:: EXERCISE GOAL ::
Please print only the top portion of the entries below, ending with the line that contains "if let (Some((id, is_default)), Some(name))", exactly as written.

--- START ---

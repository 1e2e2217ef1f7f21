//! WordprocessingML parsing: paragraph styles and body paragraphs.
//!
//! Element names are matched with the conventional `w:` prefix that Word
//! and LibreOffice both write.

use std::collections::HashMap;
use std::ops::Range;

use quick_xml::Reader;
use quick_xml::events::{BytesStart, Event};

use crate::error::Result;
use crate::model::Paragraph;

/// Name given to paragraphs when `styles.xml` declares no default.
pub const FALLBACK_STYLE: &str = "Normal";

/// Paragraph style ids mapped to their display names.
#[derive(Debug, Clone, Default)]
pub struct StyleNames {
    names: HashMap<String, String>,
    default_name: Option<String>,
}

impl StyleNames {
    /// Display name for a style id, falling back to the id itself.
    pub fn name_of<'a>(&'a self, id: &'a str) -> &'a str {
        self.names.get(id).map_or(id, String::as_str)
    }

    pub fn default_name(&self) -> &str {
        self.default_name.as_deref().unwrap_or(FALLBACK_STYLE)
    }
}

/// Byte ranges of one top-level paragraph within `document.xml`.
#[derive(Debug, Clone, PartialEq, Eq)]
pub struct ParagraphSpan {
    /// The whole `<w:p>` element.
    pub element: Range<usize>,
    /// The opening tag, or the whole element when self-closing.
    pub start_tag: Range<usize>,
    /// The paragraph's own `<w:pPr>`.
    pub properties: Option<Range<usize>>,
    /// `<w:rPr>` of the first direct run.
    pub first_run_properties: Option<Range<usize>>,
}

impl ParagraphSpan {
    pub fn is_self_closing(&self) -> bool {
        self.element == self.start_tag
    }
}

/// Parse `styles.xml` into a paragraph style table.
pub fn parse_styles(xml: &str) -> Result<StyleNames> {
    let mut reader = Reader::from_str(xml);
    let mut styles = StyleNames::default();

    // (id, is_default) of the paragraph style being read
    let mut current: Option<(String, bool)> = None;

    loop {
        match reader.read_event()? {
            Event::Start(e) if e.name().as_ref() == b"w:style" => {
                current = paragraph_style_header(&e)?;
            }
            Event::Empty(e) | Event::Start(e) if e.name().as_ref() == b"w:name" => {
                if let (Some((id, is_default)), Some(name)) = (&current, attr(&e, b"w:val")?) {
                    if *is_default && styles.default_name.is_none() {
                        styles.default_name = Some(name.clone());
                    }
                    styles.names.insert(id.clone(), name);
                }
            }
            Event::End(e) if e.name().as_ref() == b"w:style" => current = None,
            Event::Eof => break,
            _ => {}
        }
    }

    Ok(styles)
}

fn paragraph_style_header(e: &BytesStart<'_>) -> Result<Option<(String, bool)>> {
    if attr(e, b"w:type")?.as_deref() != Some("paragraph") {
        return Ok(None);
    }
    let Some(id) = attr(e, b"w:styleId")? else {
        return Ok(None);
    };
    let is_default = matches!(attr(e, b"w:default")?.as_deref(), Some("1" | "true" | "on"));
    Ok(Some((id, is_default)))
}

/// Parse the body paragraphs of `document.xml`.
///
/// Only direct children of `<w:body>` are paragraphs; paragraphs nested in
/// tables or text boxes are part of the enclosing element. Paragraph text
/// concatenates every `<w:t>` outside nested paragraphs, with `<w:tab/>`
/// as a tab and `<w:br/>` or `<w:cr/>` as a line break.
pub fn parse_paragraphs(xml: &str, styles: &StyleNames) -> Result<Vec<(Paragraph, ParagraphSpan)>> {
    let mut reader = Reader::from_str(xml);
    let mut stack: Vec<Vec<u8>> = Vec::new();
    let mut paragraphs = Vec::new();
    let mut open: Option<OpenParagraph> = None;

    loop {
        let before = offset(&reader);
        let event = reader.read_event()?;
        let after = offset(&reader);

        match event {
            Event::Start(e) => {
                let name = e.name().as_ref().to_vec();
                let parent = stack.last().map(Vec::as_slice);
                match open.as_mut() {
                    None if name == b"w:p" && parent == Some(&b"w:body"[..]) => {
                        open = Some(OpenParagraph::new(before, after, stack.len() + 1));
                    }
                    Some(p) => p.start(&name, &e, parent, before, stack.len() + 1)?,
                    None => {}
                }
                stack.push(name);
            }
            Event::Empty(e) => {
                let qname = e.name();
                let name = qname.as_ref();
                let parent = stack.last().map(Vec::as_slice);
                match open.as_mut() {
                    None if name == b"w:p" && parent == Some(&b"w:body"[..]) => {
                        let paragraph = Paragraph::new("", styles.default_name());
                        let span = ParagraphSpan {
                            element: before..after,
                            start_tag: before..after,
                            properties: None,
                            first_run_properties: None,
                        };
                        paragraphs.push((paragraph, span));
                    }
                    Some(p) => p.empty(name, &e, parent, before..after, stack.len())?,
                    None => {}
                }
            }
            Event::End(e) => {
                let depth = stack.len();
                stack.pop();
                let closed = open
                    .as_mut()
                    .is_some_and(|p| p.end(e.name().as_ref(), depth, after));
                if closed && let Some(p) = open.take() {
                    paragraphs.push(p.finish(after, styles));
                }
            }
            Event::Text(e) => {
                if let Some(p) = open.as_mut().filter(|p| p.in_text()) {
                    p.text.push_str(&String::from_utf8_lossy(e.as_ref()));
                }
            }
            Event::GeneralRef(e) => {
                if let Some(p) = open.as_mut().filter(|p| p.in_text()) {
                    let entity = String::from_utf8_lossy(e.as_ref());
                    if let Some(resolved) = resolve_entity(&entity) {
                        p.text.push_str(&resolved);
                    }
                }
            }
            Event::CData(e) => {
                if let Some(p) = open.as_mut().filter(|p| p.in_text()) {
                    p.text.push_str(&String::from_utf8_lossy(e.as_ref()));
                }
            }
            Event::Eof => break,
            _ => {}
        }
    }

    Ok(paragraphs)
}

fn offset(reader: &Reader<&[u8]>) -> usize {
    reader.buffer_position() as usize
}

/// State of the top-level paragraph being read.
struct OpenParagraph {
    start: usize,
    start_tag: Range<usize>,
    /// Stack depth of the `<w:p>` element itself.
    depth: usize,
    text: String,
    style_id: Option<String>,
    properties: Option<Range<usize>>,
    properties_start: Option<usize>,
    run_properties: Option<Range<usize>>,
    run_properties_start: Option<usize>,
    /// Depth of the first direct run while it is open.
    first_run: Option<usize>,
    seen_run: bool,
    nested: usize,
    text_depth: Option<usize>,
}

impl OpenParagraph {
    fn new(start: usize, tag_end: usize, depth: usize) -> Self {
        Self {
            start,
            start_tag: start..tag_end,
            depth,
            text: String::new(),
            style_id: None,
            properties: None,
            properties_start: None,
            run_properties: None,
            run_properties_start: None,
            first_run: None,
            seen_run: false,
            nested: 0,
            text_depth: None,
        }
    }

    fn in_text(&self) -> bool {
        self.nested == 0 && self.text_depth.is_some()
    }

    /// A child element opened at `depth`.
    fn start(
        &mut self,
        name: &[u8],
        e: &BytesStart<'_>,
        parent: Option<&[u8]>,
        before: usize,
        depth: usize,
    ) -> Result<()> {
        if name == b"w:p" {
            self.nested += 1;
            return Ok(());
        }
        if self.nested > 0 {
            return Ok(());
        }
        match name {
            b"w:pPr" if depth == self.depth + 1 => self.properties_start = Some(before),
            b"w:r" if depth == self.depth + 1 && !self.seen_run => self.first_run = Some(depth),
            b"w:rPr" if self.first_run == Some(depth - 1) => {
                self.run_properties_start = Some(before);
            }
            b"w:t" => self.text_depth = Some(depth),
            _ => self.leaf(name, e, parent)?,
        }
        Ok(())
    }

    /// A self-closing child element whose parent sits at `parent_depth`.
    fn empty(
        &mut self,
        name: &[u8],
        e: &BytesStart<'_>,
        parent: Option<&[u8]>,
        range: Range<usize>,
        parent_depth: usize,
    ) -> Result<()> {
        if self.nested > 0 {
            return Ok(());
        }
        match name {
            b"w:pPr" if parent_depth == self.depth => self.properties = Some(range),
            b"w:rPr" if self.first_run == Some(parent_depth) => self.run_properties = Some(range),
            b"w:r" if parent_depth == self.depth => self.seen_run = true,
            _ => self.leaf(name, e, parent)?,
        }
        Ok(())
    }

    fn leaf(&mut self, name: &[u8], e: &BytesStart<'_>, parent: Option<&[u8]>) -> Result<()> {
        match (name, parent) {
            (b"w:pStyle", Some(b"w:pPr")) if self.style_id.is_none() => {
                self.style_id = attr(e, b"w:val")?;
            }
            (b"w:tab", Some(b"w:r")) => self.text.push('\t'),
            (b"w:br" | b"w:cr", Some(b"w:r")) => self.text.push('\n'),
            _ => {}
        }
        Ok(())
    }

    /// An element closed at `depth`. Returns true when the paragraph itself
    /// closed.
    fn end(&mut self, name: &[u8], depth: usize, after: usize) -> bool {
        if name == b"w:p" {
            if self.nested > 0 {
                self.nested -= 1;
                return false;
            }
            return depth == self.depth;
        }
        if self.nested > 0 {
            return false;
        }
        match name {
            b"w:t" if self.text_depth == Some(depth) => self.text_depth = None,
            b"w:pPr" if depth == self.depth + 1 => {
                if let Some(start) = self.properties_start.take() {
                    self.properties = Some(start..after);
                }
            }
            b"w:rPr" if self.first_run == Some(depth - 1) => {
                if let Some(start) = self.run_properties_start.take() {
                    self.run_properties = Some(start..after);
                }
            }
            b"w:r" if self.first_run == Some(depth) => {
                self.first_run = None;
                self.seen_run = true;
            }
            _ => {}
        }
        false
    }

    fn finish(self, end: usize, styles: &StyleNames) -> (Paragraph, ParagraphSpan) {
        let style = match &self.style_id {
            Some(id) => styles.name_of(id),
            None => styles.default_name(),
        };
        let paragraph = Paragraph::new(self.text, style);
        let span = ParagraphSpan {
            element: self.start..end,
            start_tag: self.start_tag,
            properties: self.properties,
            first_run_properties: self.run_properties,
        };
        (paragraph, span)
    }
}

/// Unescaped value of the attribute named `key`.
fn attr(e: &BytesStart<'_>, key: &[u8]) -> Result<Option<String>> {
    for attr in e.attributes() {
        let attr = attr.map_err(quick_xml::Error::from)?;
        if attr.key.as_ref() == key {
            let raw = String::from_utf8(attr.value.to_vec())?;
            let value = quick_xml::escape::unescape(&raw)
                .map_err(quick_xml::Error::from)?
                .into_owned();
            return Ok(Some(value));
        }
    }
    Ok(None)
}

fn resolve_entity(entity: &str) -> Option<String> {
    let c = match entity {
        "apos" => '\'',
        "quot" => '"',
        "lt" => '<',
        "gt" => '>',
        "amp" => '&',
        _ => {
            let code = match entity.strip_prefix("#x") {
                Some(hex) => u32::from_str_radix(hex, 16).ok()?,
                None => entity.strip_prefix('#')?.parse().ok()?,
            };
            char::from_u32(code)?
        }
    };
    Some(c.to_string())
}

--- END ---

:: EXERCISE ANSWER ::
repository 1e2e2217ef1f7f21
//! WordprocessingML parsing: paragraph styles and body paragraphs.
//!
//! Element names are matched with the conventional `w:` prefix that Word
//! and LibreOffice both write.

use std::collections::HashMap;
use std::ops::Range;

use quick_xml::Reader;
use quick_xml::events::{BytesStart, Event};

use crate::error::Result;
use crate::model::Paragraph;

/// Name given to paragraphs when `styles.xml` declares no default.
pub const FALLBACK_STYLE: &str = "Normal";

/// Paragraph style ids mapped to their display names.
#[derive(Debug, Clone, Default)]
pub struct StyleNames {
    names: HashMap<String, String>,
    default_name: Option<String>,
}

impl StyleNames {
    /// Display name for a style id, falling back to the id itself.
    pub fn name_of<'a>(&'a self, id: &'a str) -> &'a str {
        self.names.get(id).map_or(id, String::as_str)
    }

    pub fn default_name(&self) -> &str {
        self.default_name.as_deref().unwrap_or(FALLBACK_STYLE)
    }
}

/// Byte ranges of one top-level paragraph within `document.xml`.
#[derive(Debug, Clone, PartialEq, Eq)]
pub struct ParagraphSpan {
    /// The whole `<w:p>` element.
    pub element: Range<usize>,
    /// The opening tag, or the whole element when self-closing.
    pub start_tag: Range<usize>,
    /// The paragraph's own `<w:pPr>`.
    pub properties: Option<Range<usize>>,
    /// `<w:rPr>` of the first direct run.
    pub first_run_properties: Option<Range<usize>>,
}

impl ParagraphSpan {
    pub fn is_self_closing(&self) -> bool {
        self.element == self.start_tag
    }
}

/// Parse `styles.xml` into a paragraph style table.
pub fn parse_styles(xml: &str) -> Result<StyleNames> {
    let mut reader = Reader::from_str(xml);
    let mut styles = StyleNames::default();

    // (id, is_default) of the paragraph style being read
    let mut current: Option<(String, bool)> = None;

    loop {
        match reader.read_event()? {
            Event::Start(e) if e.name().as_ref() == b"w:style" => {
                current = paragraph_style_header(&e)?;
            }
            Event::Empty(e) | Event::Start(e) if e.name().as_ref() == b"w:name" => {
                if let (Some((id, is_default)), Some(name)) = (&current, attr(&e, b"w:val")?) {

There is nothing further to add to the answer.